Advertisement

Banks Ease Lending Standards to Thrive

Share
From Bloomberg News

U.S. banks, faced with rising mortgage competition as home sales advance, eased lending standards for the first time in 11 years, the Office of the Comptroller of the Currency said Thursday.

“We see an increase in the easing of underwriting for both real estate and commercial products,” said Barbara Grunkemeyer, the agency’s deputy comptroller for credit risk. “The banks can take on a little more risk because their portfolios are in good condition.”

Existing home sales rose 2.7% in June, according to a report this week from the National Assn. of Realtors. The median home-sale price rose to $219,000 from $206,000 in May, a 6.3% jump that was the biggest on record. Still, as banks lowered their standards to compete with alternative forms of financing, they created additional risk in their portfolios.

Advertisement

“Ambitious growth goals in a highly competitive market can create an environment that fosters imprudent credit decisions,” Grunkemeyer said. “Higher credit limits and loan-to-value ratios, lower credit scores, lower minimum payments, more revolving debt, less documentation and verification, and lengthening amortizations have introduced more risk to retail portfolios.”

According to the survey, 28% of the banks reported easing their mortgage lending standards, 52% didn’t change, and only 10% tightened them.
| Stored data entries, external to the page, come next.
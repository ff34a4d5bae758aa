//! [`Command`] for sending a [`ContactMessage`] to the agency.

use common::operations::Submit;
use tracerr::Traced;

use crate::{
    domain::{
        inquiry::{ContactMessage, Receipt},
        Inquiry,
    },
    infra::{backend, Backend},
    Service,
};

use super::Command;

/// [`Command`] for sending a [`ContactMessage`] to the [`Backend`].
#[derive(Clone, Debug)]
pub struct SubmitContact(pub ContactMessage);

impl<Db, Bk> Command<SubmitContact> for Service<Db, Bk>
where
    Bk: Backend<Submit<Inquiry>, Ok = Receipt, Err = Traced<backend::Error>>,
{
    type Ok = Receipt;
    type Err = Traced<ExecutionError>;

    async fn execute(
        &self,
        SubmitContact(message): SubmitContact,
    ) -> Result<Self::Ok, Self::Err> {
        self.backend()
            .execute(Submit(message.into()))
            .await
            .map_err(tracerr::wrap!())
    }
}

/// Error of [`SubmitContact`] [`Command`] execution.
pub type ExecutionError = backend::Error;

#[cfg(test)]
mod spec {
    use crate::{
        command::Command as _,
        domain::{
            inquiry::{ContactMessage, Subject, Text},
            user,
        },
        spec::service,
    };

    use super::SubmitContact;

    #[tokio::test]
    async fn returns_receipt() {
        let svc = service();

        let first = svc
            .execute(SubmitContact(ContactMessage {
                name: user::Name::new("Ana").unwrap(),
                email: user::Email::new("ana@email.com").unwrap(),
                subject: Subject::new("Visita").unwrap(),
                message: Text::new("Gostaria de agendar uma visita.").unwrap(),
            }))
            .await
            .unwrap();
        let second = svc
            .execute(SubmitContact(ContactMessage {
                name: user::Name::new("Ana").unwrap(),
                email: user::Email::new("ana@email.com").unwrap(),
                subject: Subject::new("Financiamento").unwrap(),
                message: Text::new("Quais bancos?").unwrap(),
            }))
            .await
            .unwrap();

        assert_ne!(first, second);
    }
}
In the 2004 survey, the percentage of banks lowering their borrowing requirements was 13%, the same as those tightening them.

The comptroller’s annual survey of underwriting, released in Washington, showed that banks also eased standards for commercial loans during the last year. The regulator, which oversees nationally chartered banks, surveyed the largest 71 institutions, including Bank of America Corp., Wells Fargo & Co. and Citigroup Inc., whose $2.9 trillion of loans represent 90% of outstanding national bank loans.
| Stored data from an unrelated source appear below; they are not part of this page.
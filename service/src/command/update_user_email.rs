//! [`Command`] for updating an [`user::Email`].

use derive_more::{Display, Error};
use tracerr::Traced;

#[cfg(doc)]
use crate::domain::user::Email;
use crate::{
    domain::{user, Session, User},
    Service,
};

use super::Command;

/// [`Command`] for updating an [`user::Email`] of the logged-in [`User`].
#[derive(Debug)]
pub struct UpdateUserEmail<'s> {
    /// [`Session`] of the [`User`] which [`Email`] should be updated.
    pub session: &'s mut Session,

    /// New [`Email`] of the [`User`].
    pub email: user::Email,
}

impl<'s, Db, Bk> Command<UpdateUserEmail<'s>> for Service<Db, Bk> {
    type Ok = User;
    type Err = Traced<ExecutionError>;

    async fn execute(
        &self,
        cmd: UpdateUserEmail<'s>,
    ) -> Result<Self::Ok, Self::Err> {
        use ExecutionError as E;

        let UpdateUserEmail { session, email } = cmd;

        let user = session
            .user
            .as_mut()
            .ok_or(E::NotLoggedIn)
            .map_err(tracerr::wrap!())?;
        if user.email == email {
            return Ok(user.clone());
        }

        tracing::info!(old = %user.email, new = %email, "user email updated");
        user.email = email;

        Ok(user.clone())
    }
}

/// Error of [`UpdateUserEmail`] [`Command`] execution.
#[derive(Clone, Copy, Debug, Display, Error)]
pub enum ExecutionError {
    /// No [`User`] is logged in.
    #[display("No `User` is logged in")]
    NotLoggedIn,
}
The healthy economy has made it more probable that companies will seek out other forms of financing besides bank loans. That in turn forced banks to lower their standards to lure more customers.

“There’s a lot of liquidity in the marketplace, and banks are having to compete for these deals,” said Keith Leggett, a senior economist at the American Bankers Assn. “A lot of corporations, at least over the last year, have been able to really internally finance a lot of their expansions.”